» **Required work**
Please give, exactly as they appear below, the line with "dotted record addressing." and every line after it through the final one, and nothing else.

━━━ Material for this exercise

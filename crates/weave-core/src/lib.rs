#![forbid(unsafe_code)]

//! Core types for Weave.
//!
//! - [`value`]: structured values and callback-free snapshots.
//! - [`path`]: dotted record addressing.
//! - [`origin`]: change events and element identity.
//! - [`emitter`]: the `on` / `off` / `fire_event` capability.
//! - [`bus`]: synchronous topic bus.
//! - [`clock`]: monotonic time sources.
//! - [`query`]: sort and filter helpers.

pub mod bus;
pub mod clock;
pub mod emitter;
pub mod origin;
pub mod path;
pub mod query;
pub mod value;

pub use bus::{TopicBus, TopicHandle};
pub use clock::{Clock, Instant, ManualClock, SystemClock};
pub use emitter::{Emitter, EventEmitter, Handler, HandlerId};
pub use origin::{ChangeEvent, ChangeOrigin, ElementId};
pub use path::{AccessError, Path, PathError};
pub use query::{QueryError, SortKey, SortOrder, filter_by, sort_by};
pub use value::{Callback, Map, Value};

━━━━━━

» **Result**
//! - [`path`]: dotted record addressing.
//! - [`origin`]: change events and element identity.
//! - [`emitter`]: the `on` / `off` / `fire_event` capability.
//! - [`bus`]: synchronous topic bus.
//! - [`clock`]: monotonic time sources.
//! - [`query`]: sort and filter helpers.

pub mod bus;
pub mod clock;
pub mod emitter;
pub mod origin;
pub mod path;
pub mod query;
pub mod value;

pub use bus::{TopicBus, TopicHandle};
pub use clock::{Clock, Instant, ManualClock, SystemClock};
pub use emitter::{Emitter, EventEmitter, Handler, HandlerId};
pub use origin::{ChangeEvent, ChangeOrigin, ElementId};
pub use path::{AccessError, Path, PathError};
pub use query::{QueryError, SortKey, SortOrder, filter_by, sort_by};
pub use value::{Callback, Map, Value};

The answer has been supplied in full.